Neither this blockhouse, nor hundreds of others like it had been able to save the Nazis!
Maremukha climbed on to the roof of the blockhouse, glanced down the ventilator that stuck out of
the top like a railway engine's whistle, spat down it, and tapping his heel on the concrete, said: "Our guns
have blasted out bigger things than this. Ever seen tree stumps being stubbed in the woods? That's just
about what they did with these blockhouses."

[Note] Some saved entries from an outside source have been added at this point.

use crate::core::relatedness::RelatednessTable;
use crate::core::skills::SkillSet;
use crate::models::{MatchDetails, ScoringWeights};

/// How a query skill relates to a candidate skill
#[derive(Debug, Clone, Copy, PartialEq, Eq)]
pub enum SkillRelation {
    /// Case-insensitive equality
    Exact,
    /// One is a substring of the other
    Partial,
    /// Listed together in the relatedness table
    Related,
}

/// Outcome of scoring one candidate's skills against a query
#[derive(Debug, Clone, Default, PartialEq, Eq)]
pub struct SkillMatch {
    pub score: u8,
    pub matching_skills: Vec<String>,
    pub details: MatchDetails,
}

/// Classify a pair of lowercase skills
#[inline]
pub fn classify_pair(
    query: &str,
    candidate: &str,
    table: &RelatednessTable,
) -> Option<SkillRelation> {
    if query == candidate {
        Some(SkillRelation::Exact)
    } else if candidate.contains(query) || query.contains(candidate) {
        Some(SkillRelation::Partial)
    } else if table.are_related(query, candidate) {
        Some(SkillRelation::Related)
    } else {
        None
    }
}

/// Score a candidate's skills (0-100) against the recruiter's query skills
///
/// Scoring formula:
/// raw = exact * 3 + partial * 2 + related * 1
/// max = 3 * |query|
/// score = round(100 * raw / max), capped at 100
///
/// Every (query, candidate) pair contributes, so one candidate skill can
/// count for several query terms.
pub fn calculate_skill_match(
    query: &SkillSet,
    candidate: &SkillSet,
    weights: &ScoringWeights,
    table: &RelatednessTable,
) -> SkillMatch {
    let query_terms = query.lowercased();
    let mut details = MatchDetails::default();
    let mut matching_skills: Vec<String> = Vec::new();

    for skill in candidate.iter() {
        let lowered = skill.to_lowercase();

        for term in &query_terms {
            let relation = match classify_pair(term, &lowered, table) {
                Some(relation) => relation,
                None => continue,
            };

            match relation {
                SkillRelation::Exact => details.exact_matches += 1,
                SkillRelation::Partial => details.partial_matches += 1,
                SkillRelation::Related => details.related_matches += 1,
            }

            if !matching_skills.iter().any(|s| s == skill) {
                matching_skills.push(skill.to_string());
            }
        }
    }

    let max_score = weights.exact as u64 * query_terms.len() as u64;

    SkillMatch {
        score: normalize_score(raw_score(&details, weights), max_score),
        matching_skills,
        details,
    }
}

/// Weighted sum of match counts
#[inline]
pub fn raw_score(details: &MatchDetails, weights: &ScoringWeights) -> u64 {
    details.exact_matches as u64 * weights.exact as u64
        + details.partial_matches as u64 * weights.partial as u64
        + details.related_matches as u64 * weights.related as u64
}

#[inline]
fn normalize_score(raw: u64, max: u64) -> u8 {
    if max == 0 {
        return 0;
    }

    let percent = (100.0 * raw as f64 / max as f64).round();
    percent.min(100.0) as u8
}
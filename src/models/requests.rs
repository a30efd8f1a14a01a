use serde::{Deserialize, Serialize};
use validator::Validate;

use crate::core::filters::SalaryBracket;
use crate::core::skills::SkillSet;
use crate::models::domain::Availability;

/// Request to rank candidates by skill match
#[derive(Debug, Clone, Default, Serialize, Deserialize, Validate)]
pub struct SkillMatchRequest {
    /// Accepts a list, a JSON-encoded list or a comma separated string
    #[serde(default)]
    pub skills: SkillSet,
    #[validate(range(min = 1, max = 100))]
    #[serde(default)]
    pub limit: Option<usize>,
}

/// Request to search candidates by text and filters
#[derive(Debug, Clone, Default, Serialize, Deserialize, Validate)]
pub struct SearchRequest {
    #[validate(length(max = 200))]
    #[serde(default, alias = "q")]
    pub query: Option<String>,
    #[validate(length(max = 100))]
    #[serde(default)]
    pub location: Option<String>,
    #[validate(length(max = 50))]
    #[serde(default)]
    pub experience: Option<String>,
    #[serde(default)]
    pub availability: Option<Availability>,
    #[serde(rename = "salaryRange", default)]
    pub salary_range: Option<SalaryBracket>,
    #[validate(range(min = 1, max = 100))]
    #[serde(default)]
    pub limit: Option<usize>,
}
use config::{Config, ConfigError, Environment, File};
use serde::Deserialize;
use std::path::Path;

use crate::core::matcher::DEFAULT_MATCH_LIMIT;
use crate::core::search::DEFAULT_SEARCH_LIMIT;
use crate::models::ScoringWeights;

/// Application configuration
#[derive(Debug, Clone, Default, Deserialize)]
pub struct Settings {
    #[serde(default)]
    pub matching: MatchingSettings,
    #[serde(default)]
    pub scoring: ScoringSettings,
    #[serde(default)]
    pub logging: LoggingSettings,
}

#[derive(Debug, Clone, Deserialize)]
pub struct MatchingSettings {
    #[serde(default = "default_match_limit")]
    pub match_limit: usize,
    #[serde(default = "default_search_limit")]
    pub search_limit: usize,
}

impl Default for MatchingSettings {
    fn default() -> Self {
        Self {
            match_limit: default_match_limit(),
            search_limit: default_search_limit(),
        }
    }
}

fn default_match_limit() -> usize { DEFAULT_MATCH_LIMIT }
fn default_search_limit() -> usize { DEFAULT_SEARCH_LIMIT }

#[derive(Debug, Clone, Default, Deserialize)]
pub struct ScoringSettings {
    #[serde(default)]
    pub weights: WeightsConfig,
}

#[derive(Debug, Clone, Deserialize)]
pub struct WeightsConfig {
    #[serde(default = "default_exact_weight")]
    pub exact: u32,
    #[serde(default = "default_partial_weight")]
    pub partial: u32,
    #[serde(default = "default_related_weight")]
    pub related: u32,
}

impl Default for WeightsConfig {
    fn default() -> Self {
        Self {
            exact: default_exact_weight(),
            partial: default_partial_weight(),
            related: default_related_weight(),
        }
    }
}

impl From<&WeightsConfig> for ScoringWeights {
    fn from(config: &WeightsConfig) -> Self {
        Self {
            exact: config.exact,
            partial: config.partial,
            related: config.related,
        }
    }
}

fn default_exact_weight() -> u32 { 3 }
fn default_partial_weight() -> u32 { 2 }
fn default_related_weight() -> u32 { 1 }

#[derive(Debug, Clone, Deserialize)]
pub struct LoggingSettings {
    #[serde(default = "default_log_level")]
    pub level: String,
    #[serde(default = "default_log_format")]
    pub format: String,
}

impl Default for LoggingSettings {
    fn default() -> Self {
        Self {
            level: default_log_level(),
            format: default_log_format(),
        }
    }
}

fn default_log_level() -> String { "info".to_string() }
fn default_log_format() -> String { "json".to_string() }

impl Settings {
    /// Load configuration from file and environment variables
    ///
    /// Configuration is loaded in the following order (later overrides earlier):
    /// 1. Default values in the struct
    /// 2. Configuration file (config/default.toml)
    /// 3. Local overrides (config/local.toml)
    /// 4. Environment variables (prefixed with TALENT__), including a `.env` file
    pub fn load() -> Result<Self, ConfigError> {
        dotenv::dotenv().ok();

        Config::builder()
            .add_source(File::with_name("config/default").required(false))
            .add_source(File::with_name("config/local").required(false))
            // e.g., TALENT__MATCHING__MATCH_LIMIT -> matching.match_limit
            .add_source(env_source())
            .build()?
            .try_deserialize()
    }

    /// Load configuration from a custom path
    pub fn load_from<P: AsRef<Path>>(path: P) -> Result<Self, ConfigError> {
        Config::builder()
            .add_source(File::from(path.as_ref()))
            .add_source(env_source())
            .build()?
            .try_deserialize()
    }

    pub fn scoring_weights(&self) -> ScoringWeights {
        ScoringWeights::from(&self.scoring.weights)
    }
}

fn env_source() -> Environment {
    Environment::with_prefix("TALENT")
        .prefix_separator("__")
        .separator("__")
        .try_parsing(true)
}

#[cfg(test)]
mod tests {
    use super::*;
    use std::io::Write;

    #[test]
    fn test_default_weights() {
        let weights = WeightsConfig::default();
        assert_eq!(weights.exact, 3);
        assert_eq!(weights.partial, 2);
        assert_eq!(weights.related, 1);
        assert_eq!(Settings::default().scoring_weights(), ScoringWeights::default());
    }

    #[test]
    fn test_default_limits() {
        let matching = MatchingSettings::default();
        assert_eq!(matching.match_limit, 25);
        assert_eq!(matching.search_limit, 50);
    }

    #[test]
    fn test_default_logging() {
        let level = default_log_level();
        let format = default_log_format();
        assert_eq!(level, "info");
        assert_eq!(format, "json");
    }

    #[test]
    fn test_load_from_partial_file() {
        let path = std::env::temp_dir().join(format!("talent-match-{}.toml", std::process::id()));
        let mut file = std::fs::File::create(&path).unwrap();
        writeln!(file, "[matching]\nmatch_limit = 10\n\n[scoring.weights]\nrelated = 0").unwrap();

        let settings = Settings::load_from(&path).unwrap();
        std::fs::remove_file(&path).ok();

        assert_eq!(settings.matching.match_limit, 10);
        assert_eq!(settings.matching.search_limit, 50);
        assert_eq!(settings.scoring.weights.exact, 3);
        assert_eq!(settings.scoring.weights.related, 0);
        assert_eq!(settings.logging.level, "info");
    }
}
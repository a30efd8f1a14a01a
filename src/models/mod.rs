// Model exports
pub mod domain;
pub mod requests;
pub mod responses;

pub use domain::{Availability, Candidate, CategoryCount, MatchDetails, MatchResult, ScoringWeights, SearchHit};
pub use requests::{SearchRequest, SkillMatchRequest};
pub use responses::{CategorySummaryResponse, SearchResponse, SkillMatchResponse};
use tracing_subscriber::EnvFilter;

use crate::config::LoggingSettings;
use crate::error::{Result, ServiceError};

/// Output format of the fmt subscriber
#[derive(Debug, Clone, Copy, PartialEq, Eq)]
pub enum LogFormat {
    Json,
    Pretty,
    Full,
}

impl LogFormat {
    /// Unknown names fall back to the plain text formatter
    pub fn from_setting(format: &str) -> Self {
        match format.trim().to_ascii_lowercase().as_str() {
            "json" => LogFormat::Json,
            "pretty" => LogFormat::Pretty,
            _ => LogFormat::Full,
        }
    }
}

/// Install the global tracing subscriber
///
/// `RUST_LOG` takes precedence over the configured level. Only the first call
/// installs a subscriber; later calls return an error and leave it in place.
pub fn init(settings: &LoggingSettings) -> Result<()> {
    let filter = EnvFilter::try_from_default_env()
        .or_else(|_| EnvFilter::try_new(&settings.level))
        .map_err(|e| ServiceError::Telemetry(e.to_string()))?;

    let subscriber = tracing_subscriber::fmt()
        .with_env_filter(filter)
        .with_target(false)
        .with_level(true);

    let installed = match LogFormat::from_setting(&settings.format) {
        LogFormat::Json => subscriber.json().try_init(),
        LogFormat::Pretty => subscriber.pretty().try_init(),
        LogFormat::Full => subscriber.try_init(),
    };

    installed.map_err(|e| ServiceError::Telemetry(e.to_string()))
}
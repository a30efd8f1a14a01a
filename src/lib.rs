//! Talent Match - skill matching and categorization engine for the talent marketplace
//!
//! This library scores candidates' skills against a recruiter's query, ranks
//! free-text searches, and sorts candidates into professional categories.
//! Fetching candidates and serving HTTP are left to the caller.

pub mod config;
pub mod core;
pub mod error;
pub mod models;
pub mod service;
pub mod telemetry;

// Re-export commonly used types
pub use crate::config::Settings;
pub use crate::core::{CategoryTaxonomy, RelatednessTable, SearchRanker, SkillMatcher, SkillSet};
pub use error::ServiceError;
pub use models::{Availability, Candidate, MatchResult, SearchRequest, SkillMatchRequest};
pub use service::CandidateService;

#[cfg(test)]
mod tests {
    use super::*;

    #[test]
    fn test_library_exports() {
        let skills = SkillSet::parse("rust, go");
        assert_eq!(skills.len(), 2);
        assert!(RelatednessTable::standard().are_related("go", "golang"));
    }
}
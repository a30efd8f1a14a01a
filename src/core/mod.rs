// Core algorithm exports
pub mod categories;
pub mod filters;
pub mod matcher;
pub mod relatedness;
pub mod scoring;
pub mod search;
pub mod skills;

pub use categories::{Category, CategorySummary, CategoryTaxonomy, OTHERS};
pub use filters::{matches_filters, SalaryBracket, SearchFilters};
pub use matcher::{MatchOutcome, SkillMatcher};
pub use relatedness::RelatednessTable;
pub use scoring::{calculate_skill_match, classify_pair, SkillMatch, SkillRelation};
pub use search::{relevance_score, SearchCriteria, SearchOutcome, SearchRanker};
pub use skills::SkillSet;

Depressed by the sight of the ruins that surrounded us, we wandered in silence back to the Old
Fortress through the suburb of Tatariski. It was guarded by a tall watch-tower rising on the bank of the
Smotrich.
In the purple light of the sunset the Old Fortress looked particularly impressive silhouetted against the
evening sky. Half way across the bridge we stopped. Resting his elbows on the oak rail, Maremukha
gazed down at Zarechye. From this high point the grey blockhouse looked quite small, like the turret of a
tank buried in the earth.
"I say, Vasya," Petka said suddenly. "Do you remember our neighbour, the daughter of the chief
engineer at the works? You were rather interested in her at one time... She went away to Leningrad,
didn't she? You didn't see anything of her there, I suppose?"
"Of course I did, Petka!" I replied, " I don't mind admitting to you frankly that after I had got to know
Angelika I did everything I could to help her become a new person. In the days when she broke with her
family and went away to Leningrad against their will, I helped her. When H went into the army, we wrote
to each other. In her letters she suggested I should come to Leningrad when my service was over. And
that's what I did. I took a job at a plant there and' settled down. We met as friends. I remember it as if it
were yesterday; we went to the Philharmonic Hall together and heard Chaikovsky's Sixth Symphony.